At the end I focused on scientists and scientific research. Scientists, to the outside world, are the epitome of specialization in one sense, and I wanted to make sure that I included people who were viewed that way. Among these people who, compared to the population at large, are very specialized, what does it mean to have range? How do you capture the benefits of range even at the point in your career where you have specialized to a certain degree?

So I looked at people like Andre Geim [who has won both the Nobel Prize and Ig Nobel Prize, which is given to “trivial” research]. I called the guy who started the Ig Nobel and they tell people ahead of time so they can decide if they’d rather not have it and turn it down. But I think Geim was proud of it, basically. He talks about how “it’s psychologically unsettling to change what I do every five years, but that’s how I make my most important discoveries.” He says he doesn’t do research, only “search.” I enjoyed that because we all specialize to one degree or another and the question is how we capture the benefits.

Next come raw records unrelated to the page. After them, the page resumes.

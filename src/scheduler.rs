//! Compaction Scheduler
//!
//! Periodically compacts the rotated segments of a commit log, using the
//! consumers' committed offsets to decide what is safe to rewrite.
//!
//! ## Safe Offset
//! The lowest newest-committed offset across all consumers, capped by the
//! log's newest offset. A consumer that has committed nothing pins the safe
//! offset to 0, so nothing is compacted until every consumer has progressed.

use std::sync::Arc;
use std::thread::{self, JoinHandle};
use std::time::Duration;

use crossbeam::channel::{self, RecvTimeoutError, Sender};

use crate::commitlog::{CommitLog, CompactionReport, Compactor, NamespaceCompactor};
use crate::error::Result;
use crate::offset::OffsetManager;

/// Oldest offset not yet guaranteed delivered to every consumer
pub fn safe_offset(log: &CommitLog, consumers: &[Arc<dyn OffsetManager>]) -> u64 {
    consumers
        .iter()
        .map(|consumer| consumer.newest_offset().unwrap_or(0))
        .fold(log.newest_offset(), u64::min)
}

/// Run one compaction pass over every non-active segment
pub fn compact_once(log: &CommitLog, consumers: &[Arc<dyn OffsetManager>]) -> CompactionReport {
    let safe_offset = safe_offset(log, consumers);
    let segments = log.segments();
    let rotated = &segments[..segments.len() - 1];
    NamespaceCompactor::new(log).compact(safe_offset, rotated)
}

/// Background thread running `compact_once` every interval
///
/// Stops on `shutdown()` or drop. Shutdown waits for a pass in progress.
pub struct CompactionScheduler {
    stop_tx: Option<Sender<()>>,
    handle: Option<JoinHandle<()>>,
}

impl CompactionScheduler {
    pub fn start(
        log: Arc<CommitLog>,
        consumers: Vec<Arc<dyn OffsetManager>>,
        interval: Duration,
    ) -> Result<Self> {
        let (stop_tx, stop_rx) = channel::bounded::<()>(1);

        let handle = thread::Builder::new()
            .name("xlog-compaction".to_string())
            .spawn(move || {
                tracing::info!(interval_ms = interval.as_millis() as u64, "starting compaction routine");
                loop {
                    match stop_rx.recv_timeout(interval) {
                        Err(RecvTimeoutError::Timeout) => {}
                        Ok(()) | Err(RecvTimeoutError::Disconnected) => break,
                    }
                    let report = compact_once(&log, &consumers);
                    tracing::info!(
                        compacted = report.compacted.len(),
                        skipped = report.skipped.len(),
                        failed = report.failed.len(),
                        bytes_saved = report.bytes_saved(),
                        "compaction pass finished"
                    );
                }
                tracing::info!("stopping compaction routine");
            })?;

        Ok(Self {
            stop_tx: Some(stop_tx),
            handle: Some(handle),
        })
    }

    /// Stop the background thread and wait for it to exit
    pub fn shutdown(mut self) {
        self.stop();
    }

    fn stop(&mut self) {
        // Dropping the sender wakes the thread with `Disconnected`
        self.stop_tx.take();
        if let Some(handle) = self.handle.take() {
            if handle.join().is_err() {
                tracing::error!("compaction thread panicked");
            }
        }
    }
}

impl Drop for CompactionScheduler {
    fn drop(&mut self) {
        self.stop();
    }
}
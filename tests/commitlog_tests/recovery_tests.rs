//! Tests for interrupted compaction recovery
//!
//! Each test lays out the files a crash would leave behind at one step of
//! the swap, then opens the log and checks the outcome.

use std::fs;
use std::path::Path;

use tempfile::TempDir;
use xlog::commitlog::{CommitLog, LogEntry, Mode, Operation, SegmentFileKind};
use xlog::XlogError;

// =============================================================================
// Helper Functions
// =============================================================================

fn write_file(dir: &Path, base_offset: u64, kind: SegmentFileKind, offsets: &[u64]) {
    let mut bytes = Vec::new();
    for &offset in offsets {
        let entry = LogEntry::new("ns", format!("v{}", offset), 0, Mode::Copy, Operation::Insert);
        bytes.extend_from_slice(&entry.encode(offset));
    }
    fs::write(kind.path(dir, base_offset), bytes).unwrap();
}

/// Original segment 0 (offsets 0..4) and active segment 4
fn write_original(dir: &Path) {
    write_file(dir, 0, SegmentFileKind::Log, &[0, 1, 2, 3]);
    write_file(dir, 4, SegmentFileKind::Log, &[4]);
}

fn offsets(log: &CommitLog) -> Vec<u64> {
    log.new_reader(-1)
        .unwrap()
        .entries()
        .map(|e| e.unwrap().0)
        .collect()
}

fn exists(dir: &Path, base_offset: u64, kind: SegmentFileKind) -> bool {
    kind.path(dir, base_offset).exists()
}

// =============================================================================
// Recognized States
// =============================================================================

#[test]
fn test_swap_next_to_log_finishes_swap() {
    let temp = TempDir::new().unwrap();
    write_original(temp.path());
    write_file(temp.path(), 0, SegmentFileKind::Swap, &[3]);

    let log = CommitLog::open(temp.path(), 1024).unwrap();

    assert_eq!(offsets(&log), vec![3, 4]);
    assert!(exists(temp.path(), 0, SegmentFileKind::Log));
    assert!(!exists(temp.path(), 0, SegmentFileKind::Swap));
    assert!(!exists(temp.path(), 0, SegmentFileKind::Deleted));
}

#[test]
fn test_swap_next_to_deleted_restores_log() {
    let temp = TempDir::new().unwrap();
    write_file(temp.path(), 0, SegmentFileKind::Deleted, &[0, 1, 2, 3]);
    write_file(temp.path(), 0, SegmentFileKind::Swap, &[2, 3]);
    write_file(temp.path(), 4, SegmentFileKind::Log, &[4]);

    let log = CommitLog::open(temp.path(), 1024).unwrap();

    assert_eq!(offsets(&log), vec![2, 3, 4]);
    assert!(!exists(temp.path(), 0, SegmentFileKind::Swap));
    assert!(!exists(temp.path(), 0, SegmentFileKind::Deleted));
}

#[test]
fn test_deleted_next_to_log_is_removed() {
    let temp = TempDir::new().unwrap();
    write_file(temp.path(), 0, SegmentFileKind::Log, &[1, 3]);
    write_file(temp.path(), 0, SegmentFileKind::Deleted, &[0, 1, 2, 3]);
    write_file(temp.path(), 4, SegmentFileKind::Log, &[4]);

    let log = CommitLog::open(temp.path(), 1024).unwrap();

    assert_eq!(offsets(&log), vec![1, 3, 4]);
    assert!(!exists(temp.path(), 0, SegmentFileKind::Deleted));
}

#[test]
fn test_cleaned_is_left_in_place() {
    let temp = TempDir::new().unwrap();
    write_original(temp.path());
    write_file(temp.path(), 0, SegmentFileKind::Cleaned, &[3]);

    let log = CommitLog::open(temp.path(), 1024).unwrap();

    assert_eq!(offsets(&log), vec![0, 1, 2, 3, 4]);
    assert!(exists(temp.path(), 0, SegmentFileKind::Cleaned));
}

#[test]
fn test_clean_directory_untouched() {
    let temp = TempDir::new().unwrap();
    write_original(temp.path());

    let log = CommitLog::open(temp.path(), 1024).unwrap();

    assert_eq!(offsets(&log), vec![0, 1, 2, 3, 4]);
    assert_eq!(log.newest_offset(), 5);
}

// =============================================================================
// Conflicting States
// =============================================================================

#[test]
fn test_lone_swap_is_conflict() {
    let temp = TempDir::new().unwrap();
    write_file(temp.path(), 0, SegmentFileKind::Swap, &[3]);

    assert!(matches!(
        CommitLog::open(temp.path(), 1024),
        Err(XlogError::RecoveryConflict { base_offset: 0, .. })
    ));
}

#[test]
fn test_lone_deleted_is_conflict() {
    let temp = TempDir::new().unwrap();
    write_file(temp.path(), 4, SegmentFileKind::Log, &[4]);
    write_file(temp.path(), 0, SegmentFileKind::Deleted, &[0, 1]);

    assert!(matches!(
        CommitLog::open(temp.path(), 1024),
        Err(XlogError::RecoveryConflict { base_offset: 0, .. })
    ));
}

#[test]
fn test_all_three_files_is_conflict() {
    let temp = TempDir::new().unwrap();
    write_original(temp.path());
    write_file(temp.path(), 0, SegmentFileKind::Swap, &[3]);
    write_file(temp.path(), 0, SegmentFileKind::Deleted, &[0, 1, 2, 3]);

    let err = CommitLog::open(temp.path(), 1024).unwrap_err();
    assert!(matches!(err, XlogError::RecoveryConflict { base_offset: 0, .. }));

    // Nothing was touched
    assert!(exists(temp.path(), 0, SegmentFileKind::Log));
    assert!(exists(temp.path(), 0, SegmentFileKind::Swap));
    assert!(exists(temp.path(), 0, SegmentFileKind::Deleted));
}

I loved your book and have recommended it to several friends because it speaks to worries that so many people have, like “Am I just lazy because I can’t stick to one thing?” To an extent, the book helps assuage some of those fears, but I couldn’t help wondering: when do you have range and when are you a dilettante?

I don’t think it’s great to give advice like, “Don’t worry about being interested or hard-working at anything.” I like to think of the study of inventors at 3M. They identified generalist and specialist inventors, but there was also a class of inventors who didn’t have that much breadth and who didn’t have that much depth. They didn’t tend to make contributions. They were the dilettantes. They flitted between things to some extent, but didn’t learn about as many different technology classes as the generalists. But also tended not to go deep in any particular technology, so they ended up without an intellectual home, but also without the ability to connect disparate domains in a novel way.

I think that’s symbolic of the difference. You have to give a real effort and be ravenously curious about things because part of the hunt for what economists call “match quality” is diving into things in a way that gives you maximum signal about yourself. And if you’re superficially on the surface, I don’t think you’re getting the signal that helps you find where you are in the world.